In this case, Lewis's phone was in his immediate control at the time of the arrest. Lewis argues that the phone was no longer in his immediate control when he placed it on his bed and walked into the hallway, where he was arrested. (Docket #51). However, by that time, law enforcement no longer needed to search for the phone because they had identified it in Lewis's hand. Comparatively, had Lewis's phone been sitting on his bed and not in plain sight when Burney arrested Lewis, then law enforcement could not conduct a warrantless search outside of Lewis's immediate control to try and find the phone. However, in this case law enforcement identified the phone and instructed Lewis to put it down, requiring no need for a further search for the phone.
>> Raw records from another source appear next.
//! Function discovery over the text segment.
//!
//! Candidates are seeded from three sources: the module entry point (the
//! start of text), ARM64 prologue patterns found by scanning every aligned
//! word, and the targets of BL instructions. Each seed is disassembled with
//! a linear sweep until a return.

use std::collections::{BTreeMap, BTreeSet, HashSet};

use crate::loader::NsoImage;
use crate::{Address, Decoder, Instruction};

/// A discovered function.
#[derive(Debug, Clone)]
pub struct Function {
    pub address: Address,
    pub end_address: Address,
    pub size: u64,
    pub name: String,
    pub instructions: Vec<Instruction>,

    /// Callee entry addresses
    pub calls_to: BTreeSet<Address>,
    /// Caller entry addresses
    pub called_from: BTreeSet<Address>,

    /// Half-open basic-block intervals covering `[address, end_address)`
    pub basic_blocks: Vec<(Address, Address)>,

    /// No outgoing calls
    pub is_leaf: bool,
    /// Single branch instruction
    pub is_thunk: bool,
    /// Never returns to the caller
    pub is_noreturn: bool,
}

impl Function {
    /// Default name for a function at `address`.
    pub fn default_name(address: Address) -> String {
        format!("FUN_{:x}", address)
    }

    pub fn contains(&self, address: Address) -> bool {
        address >= self.address && address < self.end_address
    }
}

/// Discovers and owns the function table, keyed by entry address.
#[derive(Debug, Default)]
pub struct FunctionFinder {
    functions: BTreeMap<Address, Function>,
    analyzed: HashSet<Address>,
}

impl FunctionFinder {
    pub fn new() -> Self {
        Self::default()
    }

    /// Run all discovery passes over the text segment.
    pub fn find_functions(&mut self, image: &NsoImage, decoder: &dyn Decoder) {
        let text = image.text();
        let base = image.base_address() + text.mem_offset;

        // The module entry point is the start of text.
        if !text.data.is_empty() {
            self.analyze_function(base, image, decoder);
        }

        self.find_by_prologue(image, decoder);
        self.find_by_call_targets(image, decoder);
        self.link_callers();

        log::debug!("function discovery found {} functions", self.functions.len());
    }

    /// Pass 1: scan every aligned word for a prologue pattern.
    fn find_by_prologue(&mut self, image: &NsoImage, decoder: &dyn Decoder) {
        let text = image.text();
        let base = image.base_address() + text.mem_offset;

        for offset in (0..text.data.len().saturating_sub(3)).step_by(4) {
            let word = read_word(&text.data, offset);
            if is_prologue(word) {
                self.analyze_function(base + offset as Address, image, decoder);
            }
        }
    }

    /// Pass 2: mark every in-segment BL target as a function, recovering
    /// entries whose prologue matched no pattern.
    fn find_by_call_targets(&mut self, image: &NsoImage, decoder: &dyn Decoder) {
        let text = image.text();
        let base = image.base_address() + text.mem_offset;
        let end = base + text.size();

        let mut targets = Vec::new();
        for offset in (0..text.data.len().saturating_sub(3)).step_by(4) {
            let word = read_word(&text.data, offset);
            if word & 0xFC00_0000 == 0x9400_0000 {
                let target = bl_target(word, base + offset as Address);
                if target >= base && target < end {
                    targets.push(target);
                }
            }
        }

        for target in targets {
            self.analyze_function(target, image, decoder);
        }
    }

    /// Disassemble one candidate entry. Idempotent: revisiting an address is
    /// a no-op regardless of whether it produced a function.
    pub fn analyze_function(
        &mut self,
        address: Address,
        image: &NsoImage,
        decoder: &dyn Decoder,
    ) -> Option<&Function> {
        if !self.analyzed.insert(address) {
            return self.functions.get(&address);
        }

        let text = image.text();
        let text_base = image.base_address() + text.mem_offset;
        if address < text_base || address >= text_base + text.size() {
            return None;
        }

        let offset = (address - text_base) as usize;
        let instructions = decoder.disassemble_function(&text.data[offset..], address);
        if instructions.is_empty() {
            return None;
        }

        let last = instructions.last().unwrap();
        let end_address = last.address + last.bytes.len() as Address;

        let calls_to: BTreeSet<Address> = instructions
            .iter()
            .filter(|i| i.is_call && i.branch_target != 0)
            .map(|i| i.branch_target)
            .collect();

        let mut func = Function {
            address,
            end_address,
            size: end_address - address,
            name: Function::default_name(address),
            is_leaf: !instructions.iter().any(|i| i.is_call),
            is_thunk: instructions.len() == 1 && instructions[0].is_branch,
            is_noreturn: false,
            calls_to,
            called_from: BTreeSet::new(),
            basic_blocks: Vec::new(),
            instructions,
        };
        func.basic_blocks = compute_basic_blocks(&func);

        Some(self.functions.entry(address).or_insert(func))
    }

    /// Fill `called_from` once all discovery passes have run.
    fn link_callers(&mut self) {
        let mut edges = Vec::new();
        for (caller, func) in &self.functions {
            for callee in &func.calls_to {
                edges.push((*caller, *callee));
            }
        }
        for (caller, callee) in edges {
            if let Some(func) = self.functions.get_mut(&callee) {
                func.called_from.insert(caller);
            }
        }
    }

    pub fn functions(&self) -> &BTreeMap<Address, Function> {
        &self.functions
    }

    pub fn len(&self) -> usize {
        self.functions.len()
    }

    pub fn is_empty(&self) -> bool {
        self.functions.is_empty()
    }

    /// Function whose entry is exactly `address`.
    pub fn function_at(&self, address: Address) -> Option<&Function> {
        self.functions.get(&address)
    }

    /// First function whose range contains `address`.
    pub fn function_containing(&self, address: Address) -> Option<&Function> {
        self.functions.values().find(|f| f.contains(address))
    }

    pub fn rename(&mut self, address: Address, name: impl Into<String>) -> bool {
        match self.functions.get_mut(&address) {
            Some(func) => {
                func.name = name.into();
                true
            }
            None => false,
        }
    }

    /// Replace the table wholesale (snapshot load).
    pub fn replace(&mut self, functions: BTreeMap<Address, Function>) {
        self.analyzed = functions.keys().copied().collect();
        self.functions = functions;
    }

    pub fn clear(&mut self) {
        self.functions.clear();
        self.analyzed.clear();
    }
}

fn read_word(data: &[u8], offset: usize) -> u32 {
    u32::from_le_bytes([
        data[offset],
        data[offset + 1],
        data[offset + 2],
        data[offset + 3],
    ])
}

/// Whether a word looks like the first instruction of a function.
pub fn is_prologue(word: u32) -> bool {
    // STP Xt, Xt2, [SP, #imm]! with Xt = X29, Xt2 = X30
    if word & 0xFFC0_03E0 == 0xA980_0000 {
        let rt = word & 0x1F;
        let rt2 = (word >> 10) & 0x1F;
        if rt == 29 && rt2 == 30 {
            return true;
        }
    }

    // SUB SP, SP, #imm12
    if word & 0xFF00_03FF == 0xD100_03FF {
        return true;
    }

    // PACIASP
    word == 0xD503_233F
}

/// BL target with the 26-bit immediate sign-extended in 64-bit arithmetic.
fn bl_target(word: u32, address: Address) -> Address {
    let imm26 = (word & 0x03FF_FFFF) as i64;
    let offset = (imm26 << 38 >> 38) * 4;
    (address as i64 + offset) as Address
}

/// Leader-based basic blocks: the entry, every branch/call fall-through and
/// every in-range branch target begin a block; blocks are the consecutive
/// half-open intervals between sorted leaders.
fn compute_basic_blocks(func: &Function) -> Vec<(Address, Address)> {
    let mut leaders = BTreeSet::new();
    leaders.insert(func.address);

    for insn in &func.instructions {
        if insn.is_branch || insn.is_call {
            let next = insn.address + insn.bytes.len() as Address;
            if next < func.end_address {
                leaders.insert(next);
            }
            if insn.branch_target >= func.address && insn.branch_target < func.end_address {
                leaders.insert(insn.branch_target);
            }
        }
    }

    let sorted: Vec<Address> = leaders.into_iter().collect();
    sorted
        .iter()
        .enumerate()
        .map(|(i, &start)| {
            let end = sorted.get(i + 1).copied().unwrap_or(func.end_address);
            (start, end)
        })
        .collect()
}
To accept Lewis's argument would allow suspects to frustrate a search for evidence incident to an arrest by simply throwing identified evidence outside the suspect's immediate control.

CONCLUSION

IT IS HEREBY ORDERED that, for the foregoing reasons, Lewis's motions to suppress (Docket #39, 40) are DENIED. A telephonic further proceedings is set on April 30, 2015 at 9:30 a.m. Central Time. The Court shall place the call to counsel.